# UBS Takes "Action" After Fistfight Is Reported on Sydney Trading Floor



## GumbyLearner (1 March 2011)

I wonder what inspired this

*UBS Takes `Action' After Fistfight Is Reported on Trading Floor in Sydney*
By Angus Whitley - 

UBS AG, Australia’s top equity underwriter, said it has dealt with an incident that local newspapers described as a fistfight between two workers on the bank’s trading floor in Sydney this week.

“Action has been taken,” Erica Borgelt, a Sydney-based spokeswoman for Switzerland’s biggest bank, said by phone today. “The matter has been dealt with internally.” She declined to comment further.

The employees involved in the bust-up, who had known each other for 15 years, had to be separated by colleagues after a disagreement over a stock transaction, the Australian reported today. According to the Australian Financial Review, one co- worker who attempted to break up the pair -- referred to by the newspaper as senior managers -- was also hit.

UBS, based in Zurich, took 28 percent of the Australian equity underwriting market in 2010, more than triple that of second-ranked JPMorgan Chase & Co., according to data compiled by Bloomberg. UBS has topped that list for five consecutive years.

Calls to the pair identified in the newspaper reports were answered by colleagues, who took messages on their behalf. The calls hadn’t been returned by mid-afternoon in Sydney.

To contact the reporter on this story: Angus Whitley in Sydney at awhitley1@bloomberg.net

To contact the editor responsible for this story: Philip Lagerkranser at lagerkranser@bloomberg.net


----------



## c-unit (1 March 2011)

*Re: UBS Takes `Action' After Fistfight Is Reported on Trading Floor in Sydney*

Nothing wrong with some biffo on the heated trading floor. 
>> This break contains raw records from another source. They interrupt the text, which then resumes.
//! Direct raster edits: operations that change pixels outside the
//! adjustment-replay mechanism. Each one snapshots history first, drops any
//! cached adjustment chain, and replaces the working bitmap as one unit.

use super::{EditError, EditResult, ImageDocument};
use crate::geometry::{CanvasPoint, PixelRect};
use crate::overlay::{StampError, StampRequest, TextStamper, TextStrictness};
use crate::raster::{self, FlipAxis, ResizeFit, ResizeMethod, RotationDirection};
use crate::tool::{BrushSettings, StrokeRenderer, ToolKind};

impl ImageDocument {
    fn begin_direct_edit(&mut self, label: &str) -> EditResult<()> {
        self.push_history(label)?;
        self.invalidate_adjustments();
        Ok(())
    }

    /// Opens a drawing gesture: one history entry covers every segment
    /// streamed until the pointer lifts.
    pub fn begin_brush_gesture(&mut self, tool: ToolKind) -> EditResult<()> {
        self.begin_direct_edit(tool.gesture_label())
    }

    /// Applies one stroke segment through the drawing collaborator.
    pub fn apply_stroke_segment(
        &mut self,
        renderer: &impl StrokeRenderer,
        from: CanvasPoint,
        to: CanvasPoint,
        tool: ToolKind,
        brush: &BrushSettings,
    ) {
        renderer.draw_stroke(&mut self.working, from, to, tool, brush);
        self.mark_modified();
    }

    pub fn rotate_quarter(&mut self, direction: RotationDirection) -> EditResult<()> {
        let label = match direction {
            RotationDirection::Clockwise => "Rotate right",
            RotationDirection::CounterClockwise => "Rotate left",
        };
        self.begin_direct_edit(label)?;
        self.working = raster::rotate_quarter(&self.working, direction);
        self.mark_modified();
        self.clear_overlays_silent();
        Ok(())
    }

    pub fn flip(&mut self, axis: FlipAxis) -> EditResult<()> {
        let label = match axis {
            FlipAxis::Horizontal => "Flip horizontal",
            FlipAxis::Vertical => "Flip vertical",
        };
        self.begin_direct_edit(label)?;
        self.working = raster::flip(&self.working, axis);
        self.mark_modified();
        self.clear_overlays_silent();
        Ok(())
    }

    /// Resamples the working bitmap. Asking for the current size with
    /// stretch fit is a quiet no-op.
    pub fn resize_to(
        &mut self,
        target_w: u32,
        target_h: u32,
        method: ResizeMethod,
        fit: ResizeFit,
    ) -> EditResult<()> {
        let target_w = target_w.max(1);
        let target_h = target_h.max(1);
        if target_w == self.width() && target_h == self.height() && fit == ResizeFit::Stretch {
            return Ok(());
        }
        self.begin_direct_edit("Resize")?;
        self.working = raster::resize(&self.working, target_w, target_h, method, fit);
        self.mark_modified();
        self.clear_overlays_silent();
        tracing::debug!(
            width = target_w,
            height = target_h,
            method = method.label(),
            fit = fit.label(),
            "resize applied"
        );
        Ok(())
    }

    /// Discards every edit and returns to the import raster.
    pub fn reset_to_original(&mut self) -> EditResult<()> {
        self.begin_direct_edit("Reset to original")?;
        self.working = self.original.clone();
        self.revision = self.revision.saturating_add(1);
        self.dirty = false;
        self.clear_overlays_silent();
        Ok(())
    }

    /// Crops to a committed selection rect. The rect is validated against
    /// the current frame before any state moves.
    pub fn apply_crop(&mut self, rect: PixelRect) -> EditResult<()> {
        let cropped = raster::crop(&self.working, rect)?;
        self.begin_direct_edit("Crop")?;
        self.working = cropped;
        self.mark_modified();
        self.clear_overlays_silent();
        tracing::debug!(?rect, "crop applied");
        Ok(())
    }

    /// Bakes freestanding text into the raster through the text-rendering
    /// collaborator. Returns the rect the text landed in. A failed stamp
    /// removes the history entry opened for it and reports the failure.
    pub fn bake_text(
        &mut self,
        stamper: &impl TextStamper,
        request: &StampRequest,
    ) -> EditResult<PixelRect> {
        self.begin_direct_edit("Add text box")?;
        match stamper.stamp(&mut self.working, request) {
            Ok(rect) => {
                self.mark_modified();
                Ok(rect)
            }
            Err(err) => {
                self.history.pop();
                tracing::warn!(error = %err, "text stamp rejected");
                Err(err.into())
            }
        }
    }

    /// Replaces the text of a detected overlay in place, reusing its
    /// captured style, and updates the overlay record with the rect the
    /// replacement actually occupies.
    pub fn replace_overlay_text(
        &mut self,
        stamper: &impl TextStamper,
        index: usize,
        replacement: &str,
        strictness: TextStrictness,
        auto_fit: bool,
        size_scale: f64,
    ) -> EditResult<PixelRect> {
        let len = self.overlays.len();
        if index >= len {
            return Err(EditError::InvalidOverlayIndex { index, len });
        }
        let trimmed = replacement.trim();
        if trimmed.is_empty() {
            return Err(EditError::Stamp(StampError::EmptyText));
        }
        let source = &self.overlays[index];
        let request = StampRequest::new(
            source.bounds,
            trimmed,
            source.style,
            strictness.fit_policy(auto_fit),
        )
        .with_size_scale(size_scale);

        self.push_history("Replace text")?;
        self.invalidate_adjustments();
        match stamper.stamp(&mut self.working, &request) {
            Ok(rect) => {
                let overlay = &mut self.overlays[index];
                overlay.text = trimmed.to_string();
                overlay.bounds = rect;
                self.mark_modified();
                Ok(rect)
            }
            Err(err) => {
                self.history.pop();
                tracing::warn!(error = %err, "text replacement rejected");
                Err(err.into())
            }
        }
    }
}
No doubt when these things happen though, firms feel the need to take 'action' to please the PC crowd


----------



## GumbyLearner (1 March 2011)

*Re: UBS Takes `Action' After Fistfight Is Reported on Trading Floor in Sydney*



c-unit said:


> Nothing wrong with some biffo on the heated trading floor.
> 
> No doubt when these things happen though, firms feel the need to take 'action' to please the PC crowd




Yes c-unit. Good to have people who disagree. But back to my original point WHY?

it would be great for those who post and/or those who run this blog to tell us why?

And let us do the WILD THING for ourselves.

You can check my posts on the GOLD THREAD for the last three years. I have been telling people to be wary of inflation. The next cab off the rank is agriculture. 

What do you say? BAN me?


----------



## c-unit (1 March 2011)

Agree re inflation, Helicopter Ben is treating the USD with disdain.

In terms of why the biffo, no idea. But if the heated arguments on here are anything of a cross-section of trading floors, I'm suprised their aren't more punch ons! Could have been a simple argument about the sustainability of China's credit boom or something


----------



## sinner (1 March 2011)

Come on guys, take a leaf out of your colleagues books


----------



## GumbyLearner (8 March 2011)

sinner said:


> Come on guys, take a leaf out of your colleagues books




Whose book is that?

Your banks book?

Why did people punch on at the Sydney exchange? And why did the people from UBS do it? 

Who are they hiring? And why the **** should anyone not be skeptical about doing business with them? 

Nerves of steal?? Yeah right! Punch on old school tie rugby boys! Morons!


----------